Volunteers are expected to work approximately 40 hours per week. We encourage that if you would like to do some site seeing that you plan to do this in the evenings or before or after your time of service with us.
What kinds of jobs will we be doing?
Groups or individuals can expect to be involved in the many aspects of disaster response. This may include clean-up, especially if volunteering soon after a disaster or with any phase of rebuilding from pouring foundations to framing to hanging sheet rock and painting. A willingness to help where needed and learn are key components to disaster response.
What kind of work is available for women?
MDS invites all persons, both men and women to serve on sites. Work varies from site to site, but we try hard to have projects in different stages. Work may include framing, insulating, drywall and painting or finish work. All volunteers should come prepared to work hard, be stretched and learn something new.
Who serves with MDS?
Mennonites are a diverse group of Christians who share a common desire to follow Christ's example of peacefulness and service to others.
MDS volunteers are male and female, young and old.
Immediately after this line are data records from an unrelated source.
#[cfg(test)]
mod tests {
    use super::*;
    use std::sync::atomic::{AtomicUsize, Ordering as AtomicOrdering};
    use std::time::Duration;

    fn ctx() -> RuntimeContext {
        RuntimeContext::new(core_bindings())
    }

    fn ints(values: &[i64]) -> Value {
        Value::list(values.iter().map(|&n| Value::Int(n)).collect())
    }

    /// A callback that doubles its input after a delay inversely
    /// proportional to the value, so later elements finish first.
    fn slow_double() -> Value {
        method(|_ctx, args| {
            Box::pin(async move {
                let n = args[0].as_int()?;
                tokio::time::sleep(Duration::from_millis((20 - n) as u64 * 3)).await;
                Ok(Value::Int(n * 2))
            })
        })
    }

    #[tokio::test]
    async fn select_preserves_positional_order_under_concurrency() {
        let result = select(ctx(), vec![ints(&[1, 5, 2, 9, 3]), slow_double()])
            .await
            .unwrap();
        assert_eq!(result, ints(&[2, 10, 4, 18, 6]));
    }

    #[tokio::test]
    async fn select_matches_sequential_reference() {
        let items = [4i64, 1, 7, 7, 2];
        let expected: Vec<i64> = items.iter().map(|n| n * 2).collect();
        let result = select(ctx(), vec![ints(&items), slow_double()])
            .await
            .unwrap();
        assert_eq!(result, ints(&expected));
    }

    #[tokio::test]
    async fn filter_keeps_only_boolean_true() {
        let is_even = method(|_ctx, args| {
            Box::pin(async move { Ok(Value::Bool(args[0].as_int()? % 2 == 0)) })
        });
        let result = filter(ctx(), vec![ints(&[1, 2, 3, 4, 5, 6]), is_even])
            .await
            .unwrap();
        assert_eq!(result, ints(&[2, 4, 6]));
    }

    #[tokio::test]
    async fn order_by_is_stable_for_equal_keys() {
        // Key is n / 10, so 12, 15 and 11 share a key and must keep
        // their original relative order.
        let bucket = method(|_ctx, args| {
            Box::pin(async move { Ok(Value::Int(args[0].as_int()? / 10)) })
        });
        let result = order_by(ctx(), vec![ints(&[22, 12, 15, 31, 11]), bucket])
            .await
            .unwrap();
        assert_eq!(result, ints(&[12, 15, 11, 22, 31]));
    }

    #[tokio::test]
    async fn group_by_preserves_encounter_order() {
        let bucket = method(|_ctx, args| {
            Box::pin(async move { Ok(Value::Int(args[0].as_int()? % 2)) })
        });
        let result = group_by(ctx(), vec![ints(&[1, 2, 3, 4]), bucket])
            .await
            .unwrap();
        let groups = result.as_sequence().unwrap();
        assert_eq!(groups.len(), 2);
        let Value::Map(first) = &groups[0] else {
            panic!("expected a map");
        };
        assert_eq!(first.get("key"), Some(&Value::Int(1)));
        assert_eq!(first.get("items"), Some(&ints(&[1, 3])));
    }

    #[tokio::test]
    async fn if_invokes_exactly_one_branch() {
        let counting = |calls: &Arc<AtomicUsize>, result: i64| {
            let calls = calls.clone();
            method(move |_ctx, _args| {
                let calls = calls.clone();
                Box::pin(async move {
                    calls.fetch_add(1, AtomicOrdering::SeqCst);
                    Ok(Value::Int(result))
                })
            })
        };
        let then_calls = Arc::new(AtomicUsize::new(0));
        let else_calls = Arc::new(AtomicUsize::new(0));

        let result = if_branch(
            ctx(),
            vec![
                Value::Bool(true),
                counting(&then_calls, 1),
                counting(&else_calls, 2),
            ],
        )
        .await
        .unwrap();
        assert_eq!(result, Value::Int(1));
        assert_eq!(then_calls.load(AtomicOrdering::SeqCst), 1);
        assert_eq!(else_calls.load(AtomicOrdering::SeqCst), 0);
    }

    #[tokio::test]
    async fn sequence_primitives() {
        assert_eq!(
            reverse(ctx(), vec![ints(&[1, 2, 3])]).await.unwrap(),
            ints(&[3, 2, 1])
        );
        assert_eq!(
            take(ctx(), vec![ints(&[1, 2, 3]), Value::Int(2)])
                .await
                .unwrap(),
            ints(&[1, 2])
        );
        assert_eq!(
            skip(ctx(), vec![ints(&[1, 2, 3]), Value::Int(2)])
                .await
                .unwrap(),
            ints(&[3])
        );
        assert_eq!(
            any(ctx(), vec![ints(&[])]).await.unwrap(),
            Value::Bool(false)
        );
        assert_eq!(
            index(ctx(), vec![ints(&[5, 6]), Value::Int(1)])
                .await
                .unwrap(),
            Value::Int(6)
        );
    }

    #[tokio::test]
    async fn get_item_reports_missing_keys() {
        let mut map = ValueMap::new();
        map.insert("a", Value::Int(1));
        let err = get_item(ctx(), vec![Value::map(map), Value::Str("b".into())])
            .await
            .unwrap_err();
        assert!(matches!(err, ExprError::NotFound(key) if key == "b"));
    }

    #[test]
    fn relative_path_walks_up_and_down() {
        assert_eq!(
            relative_path("posts/a/index.html", "assets/css/main.css"),
            "../../assets/css/main.css"
        );
        assert_eq!(relative_path("index.html", "about/index.html"), "about/index.html");
        assert_eq!(
            relative_path("posts/a/index.html", "posts/b/index.html"),
            "../b/index.html"
        );
    }

    #[tokio::test]
    async fn date_time_parses_both_forms() {
        let date = date_time(ctx(), vec![Value::Str("2024-06-01".into())])
            .await
            .unwrap();
        let Value::Date(d) = date else {
            panic!("expected a date");
        };
        assert_eq!(d.to_rfc3339(), "2024-06-01T00:00:00+00:00");
        assert!(
            date_time(ctx(), vec![Value::Str("not a date".into())])
                .await
                .is_err()
        );
    }
}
While MDS volunteers vary in their dress and religious practice, the majority of MDS volunteers are Anabaptists, people who belong to a family of peace churches that includes the Mennonites, the Amish and the Brethren In Christ.
MDS receives funding from a variety of sources including individuals and Anabaptist churches.
MDS volunteers are known for repairing and rebuilding homes damaged by disasters. But it takes more than construction skills to serve with MDS. During the time that you serve as a volunteer, you will learn that MDS also restores lives.
Your contribution will help to connect volunteers with disaster survivors who need assistance on their path to recovery. MDS depends on the support of people who believe that disaster response is an important part of helping those who are in need.